▶ _THE DATA_

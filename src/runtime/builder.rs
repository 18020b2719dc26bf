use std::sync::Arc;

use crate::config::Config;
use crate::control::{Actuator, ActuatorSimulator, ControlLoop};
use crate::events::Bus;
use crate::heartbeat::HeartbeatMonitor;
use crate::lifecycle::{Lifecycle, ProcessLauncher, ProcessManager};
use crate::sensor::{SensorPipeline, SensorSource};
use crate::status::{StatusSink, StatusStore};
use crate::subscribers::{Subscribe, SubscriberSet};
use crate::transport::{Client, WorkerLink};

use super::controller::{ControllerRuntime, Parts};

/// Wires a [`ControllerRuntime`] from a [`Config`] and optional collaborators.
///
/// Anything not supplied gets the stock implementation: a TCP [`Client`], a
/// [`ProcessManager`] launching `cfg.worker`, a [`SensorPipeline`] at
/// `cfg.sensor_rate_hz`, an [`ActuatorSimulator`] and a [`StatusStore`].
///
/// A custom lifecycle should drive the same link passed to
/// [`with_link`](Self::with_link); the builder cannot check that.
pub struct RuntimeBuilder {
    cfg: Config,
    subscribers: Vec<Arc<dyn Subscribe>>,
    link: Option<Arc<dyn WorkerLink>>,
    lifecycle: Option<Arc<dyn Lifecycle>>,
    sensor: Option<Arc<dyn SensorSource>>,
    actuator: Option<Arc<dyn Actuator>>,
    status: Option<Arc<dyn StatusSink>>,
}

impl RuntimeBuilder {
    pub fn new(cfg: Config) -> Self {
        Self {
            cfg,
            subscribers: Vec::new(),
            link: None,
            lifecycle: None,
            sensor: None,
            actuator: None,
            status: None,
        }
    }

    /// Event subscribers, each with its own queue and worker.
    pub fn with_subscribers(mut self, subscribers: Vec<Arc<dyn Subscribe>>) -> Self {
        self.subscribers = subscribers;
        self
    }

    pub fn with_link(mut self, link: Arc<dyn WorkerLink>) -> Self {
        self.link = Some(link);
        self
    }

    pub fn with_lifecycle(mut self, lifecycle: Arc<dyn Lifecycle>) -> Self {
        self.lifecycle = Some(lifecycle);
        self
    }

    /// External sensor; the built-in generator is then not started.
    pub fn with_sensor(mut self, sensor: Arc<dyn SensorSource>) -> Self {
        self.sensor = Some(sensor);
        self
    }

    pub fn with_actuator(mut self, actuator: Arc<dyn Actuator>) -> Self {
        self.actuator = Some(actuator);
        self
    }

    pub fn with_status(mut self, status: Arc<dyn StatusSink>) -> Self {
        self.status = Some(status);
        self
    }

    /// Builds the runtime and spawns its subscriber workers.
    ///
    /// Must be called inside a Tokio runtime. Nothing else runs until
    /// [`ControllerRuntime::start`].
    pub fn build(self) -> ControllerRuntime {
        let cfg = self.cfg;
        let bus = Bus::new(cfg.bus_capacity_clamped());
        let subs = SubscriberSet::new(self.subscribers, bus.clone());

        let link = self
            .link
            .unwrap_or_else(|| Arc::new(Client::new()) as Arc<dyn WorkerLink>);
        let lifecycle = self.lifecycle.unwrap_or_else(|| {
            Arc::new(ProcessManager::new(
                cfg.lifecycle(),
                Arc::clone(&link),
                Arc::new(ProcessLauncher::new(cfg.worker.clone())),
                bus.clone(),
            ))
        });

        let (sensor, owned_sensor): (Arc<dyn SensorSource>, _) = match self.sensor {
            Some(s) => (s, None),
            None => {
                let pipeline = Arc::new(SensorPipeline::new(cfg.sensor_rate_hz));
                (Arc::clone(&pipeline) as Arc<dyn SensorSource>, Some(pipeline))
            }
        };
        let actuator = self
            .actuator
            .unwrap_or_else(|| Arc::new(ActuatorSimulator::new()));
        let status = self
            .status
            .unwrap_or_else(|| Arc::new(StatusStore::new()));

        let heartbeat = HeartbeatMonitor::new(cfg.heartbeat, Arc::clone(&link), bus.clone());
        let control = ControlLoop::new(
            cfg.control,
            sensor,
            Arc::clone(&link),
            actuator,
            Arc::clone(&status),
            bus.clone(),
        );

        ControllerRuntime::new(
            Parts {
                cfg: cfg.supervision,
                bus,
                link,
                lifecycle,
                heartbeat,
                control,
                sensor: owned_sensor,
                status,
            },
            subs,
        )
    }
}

▶ _WHAT YOU NEED TO DO_
Set down all the data exactly as given.

▶ _FINISHED EXERCISE_
filename src/runtime/builder.rs
repository 18020b2719dc26bf
use std::sync::Arc;

use crate::config::Config;
use crate::control::{Actuator, ActuatorSimulator, ControlLoop};
use crate::events::Bus;
use crate::heartbeat::HeartbeatMonitor;
use crate::lifecycle::{Lifecycle, ProcessLauncher, ProcessManager};
use crate::sensor::{SensorPipeline, SensorSource};
use crate::status::{StatusSink, StatusStore};
use crate::subscribers::{Subscribe, SubscriberSet};
use crate::transport::{Client, WorkerLink};

use super::controller::{ControllerRuntime, Parts};

/// Wires a [`ControllerRuntime`] from a [`Config`] and optional collaborators.
///
/// Anything not supplied gets the stock implementation: a TCP [`Client`], a
/// [`ProcessManager`] launching `cfg.worker`, a [`SensorPipeline`] at
/// `cfg.sensor_rate_hz`, an [`ActuatorSimulator`] and a [`StatusStore`].
///
/// A custom lifecycle should drive the same link passed to
/// [`with_link`](Self::with_link); the builder cannot check that.
pub struct RuntimeBuilder {
    cfg: Config,
    subscribers: Vec<Arc<dyn Subscribe>>,
    link: Option<Arc<dyn WorkerLink>>,
    lifecycle: Option<Arc<dyn Lifecycle>>,
    sensor: Option<Arc<dyn SensorSource>>,
    actuator: Option<Arc<dyn Actuator>>,
    status: Option<Arc<dyn StatusSink>>,
}

impl RuntimeBuilder {
    pub fn new(cfg: Config) -> Self {
        Self {
            cfg,
            subscribers: Vec::new(),
            link: None,
            lifecycle: None,
            sensor: None,
            actuator: None,
            status: None,
        }
    }

    /// Event subscribers, each with its own queue and worker.
    pub fn with_subscribers(mut self, subscribers: Vec<Arc<dyn Subscribe>>) -> Self {
        self.subscribers = subscribers;
        self
    }

    pub fn with_link(mut self, link: Arc<dyn WorkerLink>) -> Self {
        self.link = Some(link);
        self
    }

    pub fn with_lifecycle(mut self, lifecycle: Arc<dyn Lifecycle>) -> Self {
        self.lifecycle = Some(lifecycle);
        self
    }

    /// External sensor; the built-in generator is then not started.
    pub fn with_sensor(mut self, sensor: Arc<dyn SensorSource>) -> Self {
        self.sensor = Some(sensor);
        self
    }

    pub fn with_actuator(mut self, actuator: Arc<dyn Actuator>) -> Self {
        self.actuator = Some(actuator);
        self
    }

    pub fn with_status(mut self, status: Arc<dyn StatusSink>) -> Self {
        self.status = Some(status);
        self
    }

    /// Builds the runtime and spawns its subscriber workers.
    ///
    /// Must be called inside a Tokio runtime. Nothing else runs until
    /// [`ControllerRuntime::start`].
    pub fn build(self) -> ControllerRuntime {
        let cfg = self.cfg;
        let bus = Bus::new(cfg.bus_capacity_clamped());
        let subs = SubscriberSet::new(self.subscribers, bus.clone());

        let link = self
            .link
            .unwrap_or_else(|| Arc::new(Client::new()) as Arc<dyn WorkerLink>);
        let lifecycle = self.lifecycle.unwrap_or_else(|| {
            Arc::new(ProcessManager::new(
                cfg.lifecycle(),
                Arc::clone(&link),
                Arc::new(ProcessLauncher::new(cfg.worker.clone())),
                bus.clone(),
            ))
        });

        let (sensor, owned_sensor): (Arc<dyn SensorSource>, _) = match self.sensor {
            Some(s) => (s, None),
            None => {
                let pipeline = Arc::new(SensorPipeline::new(cfg.sensor_rate_hz));
                (Arc::clone(&pipeline) as Arc<dyn SensorSource>, Some(pipeline))
            }
        };
        let actuator = self
            .actuator
            .unwrap_or_else(|| Arc::new(ActuatorSimulator::new()));
        let status = self
            .status
            .unwrap_or_else(|| Arc::new(StatusStore::new()));

        let heartbeat = HeartbeatMonitor::new(cfg.heartbeat, Arc::clone(&link), bus.clone());
        let control = ControlLoop::new(
            cfg.control,
            sensor,
            Arc::clone(&link),
            actuator,
            Arc::clone(&status),
            bus.clone(),
        );

        ControllerRuntime::new(
            Parts {
                cfg: cfg.supervision,
                bus,
                link,
                lifecycle,
                heartbeat,
                control,
                sensor: owned_sensor,
                status,
            },
            subs,
        )
    }
}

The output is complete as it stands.